Para pasar a un testimonio brutal espigado entre mil: La Maternidad de Kabul es un lugar lúgubre, de suelo encharcado y sucio, donde las mujeres dan a luz como si estuvieran en una fábrica de parir. Tras el alumbramiento, tienen 30 minutos para limpiarse, recoger sus cosas, vestir al recién nacido e irse a su casa. No hay tiempo para más. Faltan camas y hay otras mujeres que hacen cola para dar a luz.
En las zonas rurales de Afganistán, las familias venden a las niñas a su futuro marido y hay matrimonios que se consuman cuando la novia tiene 11 años. Estas niñas mueren a menudo en el alumbramiento y las jóvenes de 20 años son consideradas viejas y no suelen encontrar esposo que se interese por ellas. Las niñas no van a la escuela y las que desafían la prohibición avalada por los extremistas religiosos pueden ser agredidas o violadas. El recurso a la justicia es inútil: los violadores son absueltos por los tribunales.
La lista de brutalidades elaborada por Mónica Bernabé, cuyo blog recomiendo vivamente a quienes defienden los derechos de las mujeres establecidos en la Carta Fundacional de Naciones Unidas, es dolorosa y larga, y prefiero detenerla aquí. El horror de los hechos denunciados nos retrotrae a un mundo primitivo y brutal, en el que la mujer es simplemente un objeto desechable.
Y de ahí, paso a la observación de un joven de las afueras de Kabul al anuncio del envío de 30.000 soldados estadounidenses más para reforzar el proceso de «pacificación» decidido por el presidente Obama: «No podrán estabilizar Afganistán aunque se traigan a todo su ejército. Sólo nosotros entendemos nuestras tradiciones, geografía y modo de vida». Palabras que reflejan la realidad desde un punto de vista militar y anticipan el previsible fracaso de la decisión estadounidense y del seguidismo de algunos países, incluido el nuestro.

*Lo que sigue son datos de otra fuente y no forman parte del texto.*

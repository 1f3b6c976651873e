//! Error types for the orchestrator pipeline.
//!
//! Errors carry context that chains through layers:
//! Job → Step → Operation → Detail

use thiserror::Error;

use crate::errors::MediaError;

/// Top-level pipeline error with job context.
#[derive(Error, Debug)]
pub enum PipelineError {
    /// A step failed during execution.
    #[error("Job '{job_name}' failed at step '{step_name}': {source}")]
    StepFailed {
        job_name: String,
        step_name: String,
        #[source]
        source: StepError,
    },

    /// Input validation failed before the pipeline started.
    #[error("Job '{job_name}' failed validation: {message}")]
    ValidationFailed { job_name: String, message: String },

    /// Pipeline was cancelled.
    #[error("Job '{job_name}' was cancelled")]
    Cancelled { job_name: String },

    /// Failed to set up the job (create directories, etc.).
    #[error("Job '{job_name}' setup failed: {message}")]
    SetupFailed { job_name: String, message: String },
}

impl PipelineError {
    /// Create a step failed error.
    pub fn step_failed(
        job_name: impl Into<String>,
        step_name: impl Into<String>,
        source: StepError,
    ) -> Self {
        Self::StepFailed {
            job_name: job_name.into(),
            step_name: step_name.into(),
            source,
        }
    }

    /// Create a validation failed error.
    pub fn validation_failed(job_name: impl Into<String>, message: impl Into<String>) -> Self {
        Self::ValidationFailed {
            job_name: job_name.into(),
            message: message.into(),
        }
    }

    /// Create a setup failed error.
    pub fn setup_failed(job_name: impl Into<String>, message: impl Into<String>) -> Self {
        Self::SetupFailed {
            job_name: job_name.into(),
            message: message.into(),
        }
    }

    /// Create a cancelled error.
    pub fn cancelled(job_name: impl Into<String>) -> Self {
        Self::Cancelled {
            job_name: job_name.into(),
        }
    }
}

/// Error from a pipeline step with operation context.
#[derive(Error, Debug)]
pub enum StepError {
    /// Input validation failed.
    #[error("Input validation failed: {0}")]
    InvalidInput(String),

    /// Output validation failed.
    #[error("Output validation failed: {0}")]
    InvalidOutput(String),

    /// A media stage (fetch/merge/extract/composite) failed.
    #[error(transparent)]
    Media(#[from] MediaError),

    /// A precondition was not met.
    #[error("Precondition not met: {0}")]
    PreconditionFailed(String),

    /// Generic step error with message.
    #[error("{0}")]
    Other(String),
}

impl StepError {
    /// Create an invalid input error.
    pub fn invalid_input(message: impl Into<String>) -> Self {
        Self::InvalidInput(message.into())
    }

    /// Create an invalid output error.
    pub fn invalid_output(message: impl Into<String>) -> Self {
        Self::InvalidOutput(message.into())
    }

    /// Create a precondition failed error.
    pub fn precondition_failed(message: impl Into<String>) -> Self {
        Self::PreconditionFailed(message.into())
    }

    /// Create a generic error.
    pub fn other(message: impl Into<String>) -> Self {
        Self::Other(message.into())
    }

    /// User-facing reason when the underlying media error carries one.
    pub fn user_reason(&self) -> Option<&str> {
        match self {
            Self::Media(MediaError::UnavailableSource { reason }) => Some(reason),
            _ => None,
        }
    }
}

/// Result type for step operations.
pub type StepResult<T> = Result<T, StepError>;

/// Result type for pipeline operations.
pub type PipelineResult<T> = Result<T, PipelineError>;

Ahora bien, si la retirada más o menos digna, parece inevitable, el problema moral que nos acucia se plantea con toda su crudeza: ¿tenemos derecho a abandonar a su suerte a millones de mujeres afganas que aspiran a una vida decente, inspirada por los valores de las sociedades democráticas? ¿De qué forma podemos ayudarlas sin recurrir a las armas?
Gritemos y gritemos fuerte contra la odiosa impunidad de la barbarie de un tribalismo primitivo y salvaje como el reinante en un país en el que los soldados de nuestro contingente luchan y mueren sin tener una idea clara de la misión que les ha sido encomendada.